Joplin Youth Center
- Location: Santa Ana Mountains; 33°40′41″N 117°34′20″W﻿ / ﻿33.67793052756552°N 117.57218575021805°W;
- Opened: 1956; 70 years ago
- Website: OC Gov page

= Joplin Youth Center =

Juvenile center in Orange County, California

The Joplin Youth Center is a male juvenile facility situated in the Santa Ana Mountains near the unincorporated community of Trabuco Canyon, California. The facility is operated by the Orange County Department of Probation and houses minors convicted of various crimes. The site features several buildings, a basketball court, a soccer field, and a pond down the hill from the main compound. Being in the Santa Ana Mountains, the facility is surrounded by natural chaparral, coastal sage scrub, and woodland environments. The facility is only accessible via Rose Canyon Road and a small dirt path that winds upward from Trabuco Creek Road. The Joplin Youth Center was founded in 1956 when Andrew B. Joplin, the namesake of the site, donated 320 acres of land to be used for juvenile detention services. The yearly budget of the detention center in 2008 was US$4,700,000.

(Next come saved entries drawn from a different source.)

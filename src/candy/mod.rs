/* --------------------------------------------------------------------- */
/*  Metaplex candy machine (v1) integration                              */
/* --------------------------------------------------------------------- */

pub mod mint;
pub mod state;

use solana_sdk::pubkey::Pubkey;

pub use mint::{mint_multiple_tokens, mint_one_token};
pub use state::{fetch_candy_machine_state, CandyMachine, CandyMachineState};

// Candy machine v1 program
pub const CANDY_MACHINE_PROGRAM_ID: Pubkey =
    solana_sdk::pubkey!("cndyAnrLdpjq1Ssp1z8xxDsB8dxe7u4HL5Nxi2K5WXZ");

// Metaplex token metadata program
pub const TOKEN_METADATA_PROGRAM_ID: Pubkey =
    solana_sdk::pubkey!("metaqbxxUerdq28cj1RbAWkYQm3ybzjb6a8bt518x1s");

// Anchor discriminators: sha256("account:CandyMachine")[..8], sha256("global:mint_nft")[..8]
pub const CANDY_MACHINE_DISCRIMINATOR: [u8; 8] = [51, 173, 177, 113, 25, 241, 109, 189];
pub const MINT_NFT_DISCRIMINATOR: [u8; 8] = [211, 57, 6, 167, 15, 219, 35, 251];

const METADATA_SEED: &[u8] = b"metadata";
const EDITION_SEED: &[u8] = b"edition";

/// Metadata PDA for `mint`.
pub fn metadata_address(mint: &Pubkey) -> Pubkey {
    Pubkey::find_program_address(
        &[
            METADATA_SEED,
            TOKEN_METADATA_PROGRAM_ID.as_ref(),
            mint.as_ref(),
        ],
        &TOKEN_METADATA_PROGRAM_ID,
    )
    .0
}

/// Master edition PDA for `mint`.
pub fn master_edition_address(mint: &Pubkey) -> Pubkey {
    Pubkey::find_program_address(
        &[
            METADATA_SEED,
            TOKEN_METADATA_PROGRAM_ID.as_ref(),
            mint.as_ref(),
            EDITION_SEED,
        ],
        &TOKEN_METADATA_PROGRAM_ID,
    )
    .0
}
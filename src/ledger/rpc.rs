//! [`Ledger`] backed by the nonblocking Solana JSON-RPC client.

use std::sync::Arc;

use anyhow::{Context, Result};
use async_trait::async_trait;
use log::{debug, info};
use solana_client::nonblocking::rpc_client::RpcClient;
use solana_sdk::{
    commitment_config::CommitmentConfig, hash::Hash, pubkey::Pubkey, signature::Signature,
    transaction::Transaction,
};
use solana_transaction_status::TransactionStatus;

use super::Ledger;

#[derive(Clone)]
pub struct RpcLedger {
    client: Arc<RpcClient>,
}

impl RpcLedger {
    pub fn new(endpoint: String, commitment: CommitmentConfig) -> Self {
        info!("🔌 [RPC] Connecting to {}", endpoint);
        Self {
            client: Arc::new(RpcClient::new_with_commitment(
                endpoint,
                wire_commitment(commitment),
            )),
        }
    }
}

/// Current nodes only understand processed/confirmed/finalized; map the
/// legacy levels (`singleGossip`, `max`, ...) onto those.
fn wire_commitment(commitment: CommitmentConfig) -> CommitmentConfig {
    if commitment.is_finalized() {
        CommitmentConfig::finalized()
    } else if commitment.is_confirmed() {
        CommitmentConfig::confirmed()
    } else {
        CommitmentConfig::processed()
    }
}

#[async_trait]
impl Ledger for RpcLedger {
    async fn get_balance(&self, pubkey: &Pubkey) -> Result<u64> {
        self.client
            .get_balance(pubkey)
            .await
            .with_context(|| format!("fetching balance of {pubkey}"))
    }

    async fn get_account_data(&self, pubkey: &Pubkey) -> Result<Vec<u8>> {
        self.client
            .get_account_data(pubkey)
            .await
            .with_context(|| format!("fetching account {pubkey}"))
    }

    async fn get_latest_blockhash(&self) -> Result<Hash> {
        self.client
            .get_latest_blockhash()
            .await
            .context("fetching latest blockhash")
    }

    async fn get_minimum_balance_for_rent_exemption(&self, data_len: usize) -> Result<u64> {
        self.client
            .get_minimum_balance_for_rent_exemption(data_len)
            .await
            .context("fetching rent exemption minimum")
    }

    // The ClientError is kept as the root cause so custom program codes
    // from preflight simulation can be classified upstream.
    async fn send_transaction(&self, tx: &Transaction) -> Result<Signature> {
        let signature = self
            .client
            .send_transaction(tx)
            .await
            .context("sending mint transaction")?;
        debug!("📤 [RPC] Submitted {}", signature);
        Ok(signature)
    }

    async fn get_signature_status(&self, signature: &Signature) -> Result<Option<TransactionStatus>> {
        let response = self
            .client
            .get_signature_statuses(&[*signature])
            .await
            .with_context(|| format!("fetching status of {signature}"))?;
        Ok(response.value.into_iter().next().flatten())
    }
}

On average, inmates stay at the facility for 30 to 90 days. Inmates wear color-coded shirts to indicate the amount of time spent at the facility as well as their behavior, thus correlating with what recreational privileges they may receive. Joplin Youth Center receives many detainees with gang ties and pays for the removal of gang-affiliated tattoos.

During the United States COVID-19 outbreak in 2020, the facility was vacated of juvenile inmates and was utilized as shelter for elderly homeless people of the county who did not show signs of infection.